# Assignment 2 Cheat Sheet

## Problem 1
### Parsing XML

Our first problem will require us to parse lots of data from an XML file. Let's start importing a tool from the xml module and loading some dummy data so we can practice parsing XML

In [28]:
import xml.etree.ElementTree as ET
from pprint import pprint as pp 
tree = ET.parse('./books.xml')
root = tree.getroot()

The first line in the cell above just imports the ElementTree module and saves it under the shortened alias, "ET". 

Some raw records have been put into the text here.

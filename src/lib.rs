//! # bolza
//!
//! Combinatorial periodic triangulations of the
//! [Bolza surface](https://en.wikipedia.org/wiki/Bolza_surface), the most
//! symmetric closed hyperbolic surface of genus 2, inspired by
//! [CGAL](https://www.cgal.org)'s periodic hyperbolic triangulations.
//!
//! # Features
//!
//! - Slotmap-backed triangulation data structure for closed triangulated surfaces,
//!   with multi-edges (two distinct edges between the same vertices)
//! - The canonical 14 dummy points of the Bolza surface and their 32 triangles
//! - Structural and topological validation collected into a report
//!   (vertex links, connectedness, Euler characteristic)
//! - A harness that seeds a triangulation, prints its counts next to the
//!   Euler-relation prediction, and checks validity
//! - Serialization/Deserialization of points and vertices with [serde](https://serde.rs)
//!
//! # Basic Usage
//!
//! ```rust
//! use bolza::prelude::*;
//!
//! let mut tr = PeriodicHyperbolicTriangulation::new();
//! tr.insert_dummy_points().unwrap();
//!
//! assert_eq!(tr.number_of_vertices(), 14);
//! assert_eq!(tr.number_of_faces(), 32);
//! assert_eq!(tr.number_of_edges(), 48);
//!
//! // Euler relation on a genus-2 surface: V − E + F = −2, so E = V + F + 2.
//! assert_eq!(
//!     tr.number_of_edges(),
//!     tr.number_of_vertices() + tr.number_of_faces() + 2
//! );
//! assert!(tr.is_valid(false));
//! ```
//!
//! # Triangulation Invariants
//!
//! - **Vertex mappings** – every vertex UUID has a corresponding key and vice versa.
//! - **Face mappings** – every face UUID has a corresponding key and vice versa.
//! - **Face validity** – each face has three distinct, stored vertices.
//! - **Neighbor consistency** – every side is glued to a side of its neighbor
//!   that runs between the same vertices in the opposite direction.
//! - **Incident faces** – every vertex points at a face containing it.
//! - **Vertex links** – the faces around every vertex form one cycle.
//! - **Connectedness** – the faces form one component.
//! - **Euler characteristic** – `V − E + F` equals `2 − 2g` for the surface.
//!
//! [`PeriodicHyperbolicTriangulation::validation_report`](core::periodic_triangulation::PeriodicHyperbolicTriangulation::validation_report)
//! returns every violated invariant;
//! [`PeriodicHyperbolicTriangulation::is_valid`](core::periodic_triangulation::PeriodicHyperbolicTriangulation::is_valid)
//! reduces the report to a boolean and logs it when asked to be verbose.
//!
//! ```rust
//! use bolza::prelude::*;
//!
//! // Two tetrahedron boundaries: closed, but two spheres instead of one genus-2 surface.
//! let seed = SeedComplex::from_vertex_triples(
//!     8,
//!     &[
//!         [1, 2, 3], [0, 3, 2], [0, 1, 3], [0, 2, 1],
//!         [5, 6, 7], [4, 7, 6], [4, 5, 7], [4, 6, 5],
//!     ],
//! )
//! .unwrap();
//!
//! let mut tr = PeriodicHyperbolicTriangulation::new();
//! tr.seed_with(&seed).unwrap();
//!
//! let report = tr.validation_report(ValidationOptions::ALL).unwrap_err();
//! assert!(report.contains(InvariantKind::Connectedness));
//! assert!(report.contains(InvariantKind::EulerCharacteristic));
//! ```

// Forbid unsafe code throughout the entire crate
#![forbid(unsafe_code)]

/// The `core` module contains the triangulation data structure, its
/// components (vertices, faces, edges), dummy point seeds, and the periodic
/// triangulation built on top of them.
pub mod core {
    pub mod collections;
    pub mod dummy_points;
    pub mod edge;
    pub mod face;
    pub mod periodic_triangulation;
    pub mod triangulation_data_structure;
    pub mod util;
    pub mod vertex;

    pub use dummy_points::*;
    pub use face::*;
    pub use periodic_triangulation::*;
    pub use triangulation_data_structure::*;
    pub use util::*;
    pub use vertex::*;
    // Note: collections module not re-exported here to avoid namespace pollution
    // Import specific types via prelude or use crate::core::collections::
}

/// Points of the Poincaré disk and the octagon that is the fundamental
/// domain of the Bolza surface.
pub mod geometry {
    pub mod octagon;
    pub mod point;

    pub use octagon::*;
    pub use point::*;
}

/// Topological characteristics and validation of triangulated surfaces.
pub mod topology {
    /// Euler characteristic, f-vectors, and classification.
    pub mod characteristics {
        pub mod euler;
        pub mod validation;
    }
    pub mod manifold;
    /// Concrete surfaces.
    pub mod spaces {
        pub mod hyperbolic;
        pub use hyperbolic::*;
    }
    /// Traits describing topological spaces.
    pub mod traits {
        pub mod topological_space;
        pub use topological_space::*;
    }
}

pub mod harness;

/// A prelude module that re-exports commonly used types.
/// This makes it easier to import the most commonly used items from the crate.
pub mod prelude {
    // Re-export from core
    pub use crate::core::{
        dummy_points::*, edge::*, face::*, periodic_triangulation::*,
        triangulation_data_structure::*, util::*, vertex::*,
    };

    // Re-export commonly used collection types from core::collections
    pub use crate::core::collections::{
        FastHashMap, FastHashSet, SmallBuffer, fast_hash_map_with_capacity,
        fast_hash_set_with_capacity,
    };

    // Re-export from geometry
    pub use crate::geometry::{octagon::*, point::*};

    // Re-export from topology
    pub use crate::topology::{
        characteristics::{euler::*, validation::*},
        manifold::*,
        spaces::*,
        traits::topological_space::*,
    };

    pub use crate::harness::{HarnessError, HarnessState, TriangulationSummary, ValidationHarness};
}

/// The function `is_normal` checks that structs implement `auto` traits.
/// Traits are checked at compile time, so this function is only used for
/// testing.
#[must_use]
pub const fn is_normal<T: Sized + Send + Sync + Unpin>() -> bool {
    true
}

// =============================================================================
// TESTS
// =============================================================================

The second line imports the pretty print module as pp. This simply prints things in a more readable format than python's built in print function

The third line will look for a file called "books.xml" in the same folder where this cheatsheet2.ipynb file is stored. If it finds such a file, the ET module will use that file to construct a document object model (DOM) that mirrors the structure of the XML file inside python. 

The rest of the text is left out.